The problem: Wherever the string "Look" shows up in the records below, return that line.

[Stored data]
//! lopdf-based PDF parsing backend.
//!
//! Implements [`PdfBackend`] using the [lopdf](https://crates.io/crates/lopdf)
//! crate for PDF document parsing. This is the default backend for tablers.

use crate::backend::PdfBackend;
use crate::error::BackendError;
use crate::handler::ContentHandler;
use tablers_core::{BBox, ExtractOptions};

/// Extension to read a [`lopdf::Object::Name`] as a UTF-8 `&str`.
///
/// `lopdf` only exposes [`lopdf::Object::as_name`], which returns the raw
/// name bytes; this adapts it to the `&str` interface used throughout this
/// crate's font and content-stream handling.
pub(crate) trait ObjectNameStrExt {
    /// Returns the object's name as a `&str`, if it is a `Name` object with
    /// valid UTF-8 content.
    fn as_name_str(&self) -> lopdf::Result<&str>;
}

impl ObjectNameStrExt for lopdf::Object {
    fn as_name_str(&self) -> lopdf::Result<&str> {
        let bytes = self.as_name()?;
        std::str::from_utf8(bytes).map_err(|_| lopdf::Error::CharacterEncoding)
    }
}

/// A parsed PDF document backed by lopdf.
pub struct LopdfDocument {
    /// The underlying lopdf document.
    inner: lopdf::Document,
    /// Cached ordered list of page ObjectIds (indexed by 0-based page number).
    page_ids: Vec<lopdf::ObjectId>,
}

impl LopdfDocument {
    /// Access the underlying lopdf document.
    pub fn inner(&self) -> &lopdf::Document {
        &self.inner
    }
}

impl std::fmt::Debug for LopdfDocument {
    fn fmt(&self, f: &mut std::fmt::Formatter<'_>) -> std::fmt::Result {
        f.debug_struct("LopdfDocument")
            .field("page_count", &self.page_ids.len())
            .finish_non_exhaustive()
    }
}

/// A reference to a single page within a [`LopdfDocument`].
#[derive(Debug, Clone, Copy)]
pub struct LopdfPage {
    /// The lopdf object ID for this page.
    pub object_id: lopdf::ObjectId,
    /// The 0-based page index.
    pub index: usize,
}

/// The lopdf-based PDF backend.
///
/// Provides PDF parsing via [`lopdf::Document`]. This is the default
/// backend used by tablers.
///
/// # Example
///
/// ```ignore
/// use tablers_parse::lopdf_backend::LopdfBackend;
/// use tablers_parse::PdfBackend;
///
/// let doc = LopdfBackend::open(pdf_bytes)?;
/// let count = LopdfBackend::page_count(&doc);
/// let page = LopdfBackend::get_page(&doc, 0)?;
/// ```
pub struct LopdfBackend;

/// Extract a [`BBox`] from a lopdf array of 4 numbers `[x0, y0, x1, y1]`.
fn extract_bbox_from_array(array: &[lopdf::Object]) -> Result<BBox, BackendError> {
    if array.len() != 4 {
        return Err(BackendError::Parse(format!(
            "expected 4-element array for box, got {}",
            array.len()
        )));
    }
    let x0 = object_to_f64(&array[0])?;
    let y0 = object_to_f64(&array[1])?;
    let x1 = object_to_f64(&array[2])?;
    let y1 = object_to_f64(&array[3])?;
    Ok(BBox::new(x0, y0, x1, y1))
}

/// Look up an optional page-box entry (CropBox, TrimBox, BleedBox, ArtBox)
/// directly on the page dictionary. These boxes are not inherited from the
/// page tree, unlike MediaBox.
fn page_box(
    doc: &LopdfDocument,
    page: &LopdfPage,
    key: &[u8],
) -> Result<Option<BBox>, BackendError> {
    let dict = doc
        .inner
        .get_object(page.object_id)
        .and_then(|o| o.as_dict())
        .map_err(|e| BackendError::Parse(format!("failed to get page dictionary: {e}")))?;

    match dict.get(key) {
        Ok(obj) => {
            let array = obj.as_array().map_err(|e| {
                BackendError::Parse(format!(
                    "{} is not an array: {e}",
                    String::from_utf8_lossy(key)
                ))
            })?;
            Ok(Some(extract_bbox_from_array(array)?))
        }
        Err(_) => Ok(None),
    }
}

/// Convert a lopdf numeric object (Integer or Real) to f64.
pub(crate) fn object_to_f64(obj: &lopdf::Object) -> Result<f64, BackendError> {
    match obj {
        lopdf::Object::Integer(i) => Ok(*i as f64),
        lopdf::Object::Real(f) => Ok(*f as f64),
        _ => Err(BackendError::Parse(format!("expected number, got {obj:?}"))),
    }
}

/// Look up a key in the page dictionary, walking up the page tree
/// (via /Parent) if the key is not found on the page itself.
///
/// Returns `None` if the key is not found anywhere in the tree.
fn resolve_inherited<'a>(
    doc: &'a lopdf::Document,
    page_id: lopdf::ObjectId,
    key: &[u8],
) -> Result<Option<&'a lopdf::Object>, BackendError> {
    let mut current_id = page_id;
    loop {
        let dict = doc
            .get_object(current_id)
            .and_then(|o| o.as_dict())
            .map_err(|e| BackendError::Parse(format!("failed to get page dictionary: {e}")))?;

        if let Ok(value) = dict.get(key) {
            return Ok(Some(value));
        }

        // Try to follow /Parent link
        match dict.get(b"Parent") {
            Ok(parent_obj) => {
                current_id = parent_obj
                    .as_reference()
                    .map_err(|e| BackendError::Parse(format!("invalid /Parent reference: {e}")))?;
            }
            Err(_) => return Ok(None),
        }
    }
}

/// Map an lopdf decryption failure to the appropriate [`BackendError`].
fn auth_error(e: impl std::fmt::Display) -> BackendError {
    let msg = e.to_string();
    if msg.contains("incorrect") || msg.contains("password") {
        BackendError::Auth(msg)
    } else {
        BackendError::Parse(format!("decryption failed: {msg}"))
    }
}

impl PdfBackend for LopdfBackend {
    type Document = LopdfDocument;
    type Page = LopdfPage;
    type Error = BackendError;

    fn open(bytes: &[u8]) -> Result<Self::Document, Self::Error> {
        let inner = lopdf::Document::load_mem(bytes)
            .map_err(|e| BackendError::Parse(format!("failed to parse PDF: {e}")))?;

        // Reject encrypted PDFs when no password is provided
        if inner.is_encrypted() {
            return Err(BackendError::Auth(
                "document is encrypted and requires a password".to_string(),
            ));
        }

        // Cache page IDs in order (get_pages returns BTreeMap<u32, ObjectId> with 1-based keys)
        let pages_map = inner.get_pages();
        let page_ids: Vec<lopdf::ObjectId> = pages_map.values().copied().collect();

        Ok(LopdfDocument { inner, page_ids })
    }

    fn open_with_password(bytes: &[u8], password: &[u8]) -> Result<Self::Document, Self::Error> {
        let mut inner = lopdf::Document::load_mem(bytes)
            .map_err(|e| BackendError::Parse(format!("failed to parse PDF: {e}")))?;

        // Decrypt if encrypted; ignore password if not encrypted
        if inner.is_encrypted() {
            let password = std::str::from_utf8(password)
                .map_err(|_| BackendError::Auth("password is not valid UTF-8".to_string()))?;
            inner.decrypt(password).map_err(auth_error)?;
        }

        // Cache page IDs in order
        let pages_map = inner.get_pages();
        let page_ids: Vec<lopdf::ObjectId> = pages_map.values().copied().collect();

        Ok(LopdfDocument { inner, page_ids })
    }

    fn page_count(doc: &Self::Document) -> usize {
        doc.page_ids.len()
    }

    fn get_page(doc: &Self::Document, index: usize) -> Result<Self::Page, Self::Error> {
        if index >= doc.page_ids.len() {
            return Err(BackendError::Core(tablers_core::PdfError::index_out_of_range(
                index,
                doc.page_ids.len(),
            )));
        }
        Ok(LopdfPage {
            object_id: doc.page_ids[index],
            index,
        })
    }

    fn page_media_box(doc: &Self::Document, page: &Self::Page) -> Result<BBox, Self::Error> {
        let obj = resolve_inherited(&doc.inner, page.object_id, b"MediaBox")?
            .ok_or_else(|| BackendError::Parse("MediaBox not found on page or ancestors".into()))?;
        let array = obj
            .as_array()
            .map_err(|e| BackendError::Parse(format!("MediaBox is not an array: {e}")))?;
        extract_bbox_from_array(array)
    }

    fn page_crop_box(doc: &Self::Document, page: &Self::Page) -> Result<Option<BBox>, Self::Error> {
        page_box(doc, page, b"CropBox")
    }

    fn page_trim_box(doc: &Self::Document, page: &Self::Page) -> Result<Option<BBox>, Self::Error> {
        page_box(doc, page, b"TrimBox")
    }

    fn page_bleed_box(doc: &Self::Document, page: &Self::Page) -> Result<Option<BBox>, Self::Error> {
        page_box(doc, page, b"BleedBox")
    }

    fn page_art_box(doc: &Self::Document, page: &Self::Page) -> Result<Option<BBox>, Self::Error> {
        page_box(doc, page, b"ArtBox")
    }

    fn page_rotate(doc: &Self::Document, page: &Self::Page) -> Result<i32, Self::Error> {
        match resolve_inherited(&doc.inner, page.object_id, b"Rotate")? {
            Some(obj) => {
                let rotation = obj
                    .as_i64()
                    .map_err(|e| BackendError::Parse(format!("Rotate is not an integer: {e}")))?;
                Ok(rotation as i32)
            }
            None => Ok(0), // Default rotation is 0
        }
    }

    fn interpret_page(
        doc: &Self::Document,
        page: &Self::Page,
        handler: &mut dyn ContentHandler,
        options: &ExtractOptions,
    ) -> Result<(), Self::Error> {
        let inner = &doc.inner;

        // Get the page dictionary
        let page_dict = inner
            .get_object(page.object_id)
            .and_then(|o| o.as_dict())
            .map_err(|e| BackendError::Parse(format!("failed to get page dictionary: {e}")))?;

        // Get page content stream bytes
        let content_bytes = get_page_content_bytes(inner, page_dict)?;

        // Get page resources (may be inherited)
        let resources = get_page_resources(inner, page.object_id)?;

        // Initialize state machines
        let mut gstate = crate::interpreter_state::InterpreterState::new();
        let mut tstate = crate::text_state::TextState::new();

        // Interpret the content stream
        crate::interpreter::interpret_content_stream(
            inner,
            &content_bytes,
            resources,
            handler,
            options,
            0, // page-level depth
            &mut gstate,
            &mut tstate,
        )
    }
}

/// Get the content stream bytes from a page dictionary.
///
/// Handles both single stream references and arrays of stream references.
fn get_page_content_bytes(
    doc: &lopdf::Document,
    page_dict: &lopdf::Dictionary,
) -> Result<Vec<u8>, BackendError> {
    let contents_obj = match page_dict.get(b"Contents") {
        Ok(obj) => obj,
        Err(_) => return Ok(Vec::new()), // Page with no content
    };

    match contents_obj {
        lopdf::Object::Reference(id) => {
            let obj = doc
                .get_object(*id)
                .map_err(|e| BackendError::Parse(format!("failed to resolve /Contents: {e}")))?;
            let stream = obj
                .as_stream()
                .map_err(|e| BackendError::Parse(format!("/Contents is not a stream: {e}")))?;
            decode_content_stream(stream)
        }
        lopdf::Object::Array(arr) => {
            let mut content = Vec::new();
            for item in arr {
                let id = item.as_reference().map_err(|e| {
                    BackendError::Parse(format!("/Contents array item is not a reference: {e}"))
                })?;
                let obj = doc.get_object(id).map_err(|e| {
                    BackendError::Parse(format!("failed to resolve /Contents stream: {e}"))
                })?;
                let stream = obj.as_stream().map_err(|e| {
                    BackendError::Parse(format!("/Contents array item is not a stream: {e}"))
                })?;
                let bytes = decode_content_stream(stream)?;
                if !content.is_empty() {
                    content.push(b' ');
                }
                content.extend_from_slice(&bytes);
            }
            Ok(content)
        }
        _ => Err(BackendError::Parse(
            "/Contents is not a reference or array".to_string(),
        )),
    }
}

/// Decode a content stream, decompressing if needed.
fn decode_content_stream(stream: &lopdf::Stream) -> Result<Vec<u8>, BackendError> {
    if stream.dict.get(b"Filter").is_ok() {
        stream
            .decompressed_content()
            .map_err(|e| BackendError::Parse(format!("failed to decompress content stream: {e}")))
    } else {
        Ok(stream.content.clone())
    }
}

/// Get the resources dictionary for a page, handling inheritance.
fn get_page_resources(
    doc: &lopdf::Document,
    page_id: lopdf::ObjectId,
) -> Result<&lopdf::Dictionary, BackendError> {
    match resolve_inherited(doc, page_id, b"Resources")? {
        Some(obj) => {
            // Resolve indirect reference if needed
            let obj = match obj {
                lopdf::Object::Reference(id) => doc.get_object(*id).map_err(|e| {
                    BackendError::Parse(format!("failed to resolve /Resources reference: {e}"))
                })?,
                other => other,
            };
            obj.as_dict()
                .map_err(|_| BackendError::Parse("/Resources is not a dictionary".to_string()))
        }
        None => {
            // No resources at all — use empty dictionary
            static EMPTY_DICT: std::sync::LazyLock<lopdf::Dictionary> =
                std::sync::LazyLock::new(lopdf::Dictionary::new);
            Ok(&EMPTY_DICT)
        }
    }
}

Solved problem:
/// Look up an optional page-box entry (CropBox, TrimBox, BleedBox, ArtBox)
/// Look up a key in the page dictionary, walking up the page tree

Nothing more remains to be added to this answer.